Wednesday, September 21, 2005

Okay, Okay I'll write

It's the last day of summer and I'm sitting in some anonymous building at school abusing the wireless internet. I wasn't meant to be here today. I was meant to be at St. Mike's Hospital taking a course in transdisciplinary research and the health of marginalized populations (actual course name) but the bastards changed the course time on me and everyone else. I guess the benefit of this is that's one course title I'll never have to say again.

Tomorrow's the first day of fall and I'm excited for the weather to cool down and become fall. I'm so tired of this hot weather and feeling hot all the time and sweating and I keep trying to break out the sweaters at the first sign of a chill only to feel cheated in the heat of the mid-morning sunshine. I went for a run this morning with Erin, far too early this morning, early enough that the sun hadn't yet risen by the time we got back. The run was okay and not too long or too hard but what was wonderful was that familiar bite in the air of the cold and the crisp and the impending winter. Of course, now it's thirty degrees outside and this morning was only a tease.

Today is the first class of the two that I will be TA'ing this year. It's the part that I enjoy, I have to remind myself, because it's not a natural part for me, and I don't know whether I'm looking forward to it or dreading it this year. It's the part that I enjoy, I remind myself.

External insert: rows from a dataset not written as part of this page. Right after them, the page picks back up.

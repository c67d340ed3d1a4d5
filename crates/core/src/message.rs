// SPDX-License-Identifier: BUSL-1.1
// Copyright (c) 2026 Alfred Jean LLC

//! Parse entry points and dispatch from wire name to typed message.

use fah_pyon::{RawMessage, Value};
use serde::Serialize;

use crate::{
    fill, ConversionError, Info, Mapped, MessageError, MessageObject, Options, SimulationInfo,
    SlotCollection, SlotOptions, TypeMappingError, UnitCollection,
};

/// A typed message body.
pub trait Message: Sized {
    /// Wire name of the message, as it appears in the header.
    const NAME: &'static str;

    fn from_value(tree: &Value) -> Result<Self, TypeMappingError>;
}

/// Decode and map one framed message body.
///
/// An empty body is a caller error and is rejected before decoding.
pub fn parse<M: Message>(body: &str) -> Result<M, MessageError> {
    if body.trim().is_empty() {
        return Err(MessageError::Argument(format!("{} message body is empty", M::NAME)));
    }
    let tree = fah_pyon::decode(body)?;
    Ok(M::from_value(&tree)?)
}

impl Message for Info {
    const NAME: &'static str = "info";

    fn from_value(tree: &Value) -> Result<Self, TypeMappingError> {
        fill(Self::default(), tree)
    }
}

impl Message for Options {
    const NAME: &'static str = "options";

    fn from_value(tree: &Value) -> Result<Self, TypeMappingError> {
        fill(Self::default(), tree)
    }
}

impl Message for SlotOptions {
    const NAME: &'static str = "slot-options";

    fn from_value(tree: &Value) -> Result<Self, TypeMappingError> {
        fill(Self::default(), tree)
    }
}

impl Message for SimulationInfo {
    const NAME: &'static str = "simulation-info";

    fn from_value(tree: &Value) -> Result<Self, TypeMappingError> {
        fill(Self::default(), tree)
    }
}

impl<T: Mapped> Message for SlotCollection<T> {
    const NAME: &'static str = "slots";

    fn from_value(tree: &Value) -> Result<Self, TypeMappingError> {
        SlotCollection::from_value(tree)
    }
}

impl Message for UnitCollection {
    const NAME: &'static str = "units";

    fn from_value(tree: &Value) -> Result<Self, TypeMappingError> {
        UnitCollection::from_value(tree)
    }
}

/// Known message names.
#[derive(Debug, Clone, Copy, PartialEq, Eq, Hash, Serialize)]
pub enum MessageKind {
    Info,
    Options,
    Slots,
    SlotOptions,
    SimulationInfo,
    Units,
    Heartbeat,
    LogRestart,
    LogUpdate,
    Unknown,
}

impl MessageKind {
    pub fn from_name(name: &str) -> Self {
        match name {
            "info" => Self::Info,
            "options" => Self::Options,
            "slots" => Self::Slots,
            "slot-options" => Self::SlotOptions,
            "simulation-info" => Self::SimulationInfo,
            "units" => Self::Units,
            "heartbeat" => Self::Heartbeat,
            "log-restart" => Self::LogRestart,
            "log-update" => Self::LogUpdate,
            _ => Self::Unknown,
        }
    }
}

crate::simple_display! {
    MessageKind {
        Info => "info",
        Options => "options",
        Slots => "slots",
        SlotOptions => "slot-options",
        SimulationInfo => "simulation-info",
        Units => "units",
        Heartbeat => "heartbeat",
        LogRestart => "log-restart",
        LogUpdate => "log-update",
        Unknown => "unknown",
    }
}

/// A framed message mapped onto its model type.
#[derive(Debug, Clone, Serialize)]
#[serde(tag = "kind", content = "message", rename_all = "kebab-case")]
pub enum FahMessage {
    Info(Info),
    Options(Options),
    Slots(SlotCollection),
    SlotOptions(SlotOptions),
    SimulationInfo(SimulationInfo),
    Units(UnitCollection),
    Heartbeat(Value),
    LogRestart(String),
    LogUpdate(String),
    Unknown { name: String, value: Value },
}

impl FahMessage {
    /// Decode and map a framed message according to its wire name.
    pub fn parse(raw: &RawMessage) -> Result<Self, MessageError> {
        let body = raw.body.as_str();
        let message = match MessageKind::from_name(&raw.type_name) {
            MessageKind::Info => Self::Info(parse(body)?),
            MessageKind::Options => Self::Options(parse(body)?),
            MessageKind::Slots => Self::Slots(parse(body)?),
            MessageKind::SlotOptions => Self::SlotOptions(parse(body)?),
            MessageKind::SimulationInfo => Self::SimulationInfo(parse(body)?),
            MessageKind::Units => Self::Units(parse(body)?),
            MessageKind::Heartbeat => Self::Heartbeat(decode_any(body)?),
            MessageKind::LogRestart => Self::LogRestart(log_text(body)?),
            MessageKind::LogUpdate => Self::LogUpdate(log_text(body)?),
            MessageKind::Unknown => {
                Self::Unknown { name: raw.type_name.clone(), value: decode_any(body)? }
            }
        };
        let errors = message.errors().len();
        if errors > 0 {
            tracing::debug!(message = %raw.type_name, errors, "message mapped with conversion errors");
        }
        Ok(message)
    }

    pub fn kind(&self) -> MessageKind {
        match self {
            Self::Info(_) => MessageKind::Info,
            Self::Options(_) => MessageKind::Options,
            Self::Slots(_) => MessageKind::Slots,
            Self::SlotOptions(_) => MessageKind::SlotOptions,
            Self::SimulationInfo(_) => MessageKind::SimulationInfo,
            Self::Units(_) => MessageKind::Units,
            Self::Heartbeat(_) => MessageKind::Heartbeat,
            Self::LogRestart(_) => MessageKind::LogRestart,
            Self::LogUpdate(_) => MessageKind::LogUpdate,
            Self::Unknown { .. } => MessageKind::Unknown,
        }
    }

    /// Every conversion error recorded while mapping, including those of
    /// list elements.
    pub fn errors(&self) -> Vec<&ConversionError> {
        match self {
            Self::Info(m) => m.errors().iter().collect(),
            Self::Options(m) => m.errors().iter().collect(),
            Self::Slots(m) => m.errors().collect(),
            Self::SlotOptions(m) => m.errors().iter().collect(),
            Self::SimulationInfo(m) => m.errors().iter().collect(),
            Self::Units(m) => m.errors().collect(),
            Self::Heartbeat(_) | Self::LogRestart(_) | Self::LogUpdate(_) | Self::Unknown { .. } => {
                Vec::new()
            }
        }
    }
}

fn decode_any(body: &str) -> Result<Value, MessageError> {
    if body.trim().is_empty() {
        return Ok(Value::Null);
    }
    Ok(fah_pyon::decode(body)?)
}

/// Log messages carry a single string literal.
fn log_text(body: &str) -> Result<String, MessageError> {
    match decode_any(body)? {
        Value::Text(text) => Ok(text),
        Value::Null => Ok(String::new()),
        other => Err(TypeMappingError::Shape { target: "log", expected: "text", found: other.kind() }
            .into()),
    }
}

/// A message as handed to subscribers.
#[derive(Debug, Clone, Serialize)]
pub struct Delivery {
    pub type_name: String,
    pub message: FahMessage,
}

impl Delivery {
    pub fn errors(&self) -> Vec<&ConversionError> {
        self.message.errors()
    }
}

#[cfg(test)]
#[path = "message_tests.rs"]
mod tests;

Last weekend, I saw Charlie and Pablo and Dave Brown. Dave Brown I met on college street walking to a walk-in clinic for to get someone to look in my eye (actual conversation: "Can I make an appointment?" "No, you have to walk-in") and it was good to see him. Charlie and Pablo came briefly to Erin's birthday party after the White Stripes. They looked the same but maybe older and taller and Charlie all clean cut and dressed up in Pablo's shirt because they had been warned that the club we were in was fancy, although not really that fancy, but they looked fancy anyways. They didn't stay too long because the drinks were too expensive and Pablo was worried about being too far north and not being able to find his way back. And Charlie's finished a book about his hitchhiking days and he's getting someone to look at it to see if it is any good. And Pablo's married and looking to get pregnant or at least get his wife pregnant or at least keep practicing.

And now? Now it is lunch time and I am hungry and somewhere out there is a bagel and a diet coke with my name on it.